- Born: Hilda Beatriz Miranda-Galarza 1971 (age 54–55) Ecuador
- Education: Ecuador, Belgium and the UK
- Known for: Special Rapporteur on the elimination of discrimination against persons affected by leprosy (Hansen’s disease)
- Predecessor: Alice Cruz

= Beatriz Miranda Galarza =

Ecuadorian researcher (born 1971)

(Hilda) Beatriz Miranda-Galarza (born 1971) is an Ecuadorian researcher and the Special Rapporteur on the elimination of discrimination against persons affected by leprosy (Hansen's disease) from 2023.

==Life==
Miranda-Galarza was born in Ecuador and brought up in a family of eight children. Several of her siblings have intellectual disabilities due to Fragile X syndrome. She graduated in sociology at the Central University of Ecuador and she completed a master's degree in Latin American Studies also in Ecuador. She already had an interest in the health of minorities when she left her family in Ecuador to study anthropology in Belgium. She can speak several languages including Spanish, Italian, Portuguese and in English she completed her doctorate degree in the British city of Leeds. Her thesis was in disability studies and it was titled Family and disability in Ecuador: a critical social and cultural analysis of the concept of intellectual disability. The research looked at families from different racial groups where some members were labelled as "disabled".

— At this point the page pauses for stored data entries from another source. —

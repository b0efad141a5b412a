//! Service Layer Error Types
//!
//! This module defines error types for service-layer operations. Store
//! failures arrive as `anyhow::Error` and are folded into `QueryFailed`;
//! validation failures carry every collected field error.

use crate::config::ConfigError;
use crate::models::{ValidationError, ValidationErrors};
use crate::templates::RegistryError;
use thiserror::Error;

/// Service operation errors
#[derive(Error, Debug)]
pub enum NodeServiceError {
    /// Node not found by ID
    #[error("Node not found: {id}")]
    NodeNotFound { id: String },

    /// No live node at this permalink (missing, unpublished or expired)
    #[error("Node not found at permalink: {permalink}")]
    PermalinkNotFound { permalink: String },

    /// Validation failed; nothing was persisted
    #[error("Node validation failed: {0}")]
    ValidationFailed(ValidationErrors),

    /// Invalid parent reference
    #[error("Invalid parent node: {parent_id}")]
    InvalidParent { parent_id: String },

    /// Circular reference detected
    #[error("Circular reference detected: {context}")]
    CircularReference { context: String },

    /// The acting user may not perform the operation
    #[error("Permission denied: {0}")]
    PermissionDenied(String),

    /// Storage collaborator failure
    #[error("Query failed: {0}")]
    QueryFailed(String),

    /// Startup configuration was rejected
    #[error("Configuration error: {0}")]
    Configuration(String),
}

impl NodeServiceError {
    pub fn node_not_found(id: impl Into<String>) -> Self {
        Self::NodeNotFound { id: id.into() }
    }

    pub fn permalink_not_found(permalink: impl Into<String>) -> Self {
        Self::PermalinkNotFound {
            permalink: permalink.into(),
        }
    }

    pub fn invalid_parent(parent_id: impl Into<String>) -> Self {
        Self::InvalidParent {
            parent_id: parent_id.into(),
        }
    }

    pub fn circular_reference(context: impl Into<String>) -> Self {
        Self::CircularReference {
            context: context.into(),
        }
    }

    pub fn permission_denied(msg: impl Into<String>) -> Self {
        Self::PermissionDenied(msg.into())
    }

    pub fn query_failed(msg: impl Into<String>) -> Self {
        Self::QueryFailed(msg.into())
    }

    /// Both "no such node" flavours
    pub fn is_not_found(&self) -> bool {
        matches!(
            self,
            Self::NodeNotFound { .. } | Self::PermalinkNotFound { .. }
        )
    }

    /// Failures worth retrying: the store may succeed on a later attempt
    pub fn is_transient(&self) -> bool {
        matches!(self, Self::QueryFailed(_))
    }

    /// Collected field errors, when this is a validation failure
    pub fn validation_errors(&self) -> Option<&ValidationErrors> {
        match self {
            Self::ValidationFailed(errors) => Some(errors),
            _ => None,
        }
    }
}

impl From<ValidationErrors> for NodeServiceError {
    fn from(errors: ValidationErrors) -> Self {
        Self::ValidationFailed(errors)
    }
}

impl From<ValidationError> for NodeServiceError {
    fn from(error: ValidationError) -> Self {
        Self::ValidationFailed(error.into())
    }
}

impl From<RegistryError> for NodeServiceError {
    fn from(error: RegistryError) -> Self {
        Self::Configuration(error.to_string())
    }
}

impl From<ConfigError> for NodeServiceError {
    fn from(error: ConfigError) -> Self {
        Self::Configuration(error.to_string())
    }
}
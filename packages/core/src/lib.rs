//! Folio Core - Content Tree Business Logic
//!
//! This crate manages a hierarchical tree of content nodes kept in a
//! document store. Each node has a dense position among its siblings, a
//! scheduled publish window, and a fixed set of typed slots controlled by
//! its template.
//!
//! # Architecture
//!
//! - **Explicit save pipeline**: prune slots → inherit permissions → assign
//!   position → set path → persist → renumber siblings
//! - **Storage as a collaborator**: persistence is reached only through the
//!   `NodeStore` trait; an in-memory implementation is bundled
//! - **Static template registry**: templates and slot groups are declared in
//!   configuration and indexed once at startup
//! - **Derived publish state**: published / pending / expired are computed on
//!   read from the publish window, never stored
//!
//! # Modules
//!
//! - [`models`] - Node record, update/request values, queries
//! - [`templates`] - Template schemas and the registry
//! - [`db`] - Storage collaborator trait, in-memory store, domain events
//! - [`services`] - NodeService, tree manager, publish scheduler, slot composer
//! - [`operations`] - Per-parent serialized moves with retry
//! - [`config`] / [`logging`] - Startup configuration and tracing setup

pub mod config;
pub mod db;
pub mod logging;
pub mod models;
pub mod operations;
pub mod services;
pub mod templates;

// Re-export commonly used types
pub use config::{ConfigError, CoreConfig};
pub use db::{DomainEvent, InMemoryNodeStore, NodeStore};
pub use models::*;
pub use services::*;
pub use templates::{RegistryConfig, SlotGroup, TemplateRegistry, TemplateSchema};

She did research in Indonesia in leading research into the stigmatisation associated with leprosy.

In 2017 the Human Rights Council established a new UN Special Rapporteur to look at the elimination of discrimination against persons affected by leprosy. Alice Cruz was appointed and served until 2023 when she was succeeded by Miranda-Galarza whose amended job title was "Special Rapporteur on the elimination of discrimination against persons affected by leprosy (Hansen’s disease) and their family members".

Miranda-Galarza has lived in Mexico since 2018 where she works in critical disability studies at the Institute of Critical Studies in Mexico City. She believes that human rights principles can prevent people from seeing those affected by leprosy as just targets for care. She is working at a time when the World Health Organisation is targeting the elimination of leprosy.

In 2024 she was one of many UN Special Rapporteurs who signed an open letter to the "International community" on the third anniversary of the Taliban taking change in Afghanistan. They were concerned that the regime's human-rights abuses particularly against women and girls may become accepted. They encouraged the International Criminal Court to take urgent action against those responsible.

2024 also saw the beginnings of supply issues with the treatment for leprosy. Nigerians, (a thousand new people with leprosy every year) were unable to obtain the multi-drug treatment because of a change in the supply chain which triggered a need for new testing and many suffered. This was an international problem and it took a year to return supplies.

== Publications include ==
The power of personal knowledge: reflecting on conscientization in lives of disabled people and people affected by leprosy in Cirebon, Indonesia, 2013 (with others)

Traveling through Remembrance as Praxis with Disability Baggage, 2014

Rethinking Disability: World Perspectives in Culture and Society, 2016 (co-author)

In a chapter of the 2016 handbook, Disability in the Global South: The Critical Handbook, she and Siobhan Senier argue that even after de-colonisation, imperial ideas and constructs remain which effects people with disabilities.

Her 2018 publication whose title translates as Our history is not a lie covers research into the lives and discrimination of people with leprosy.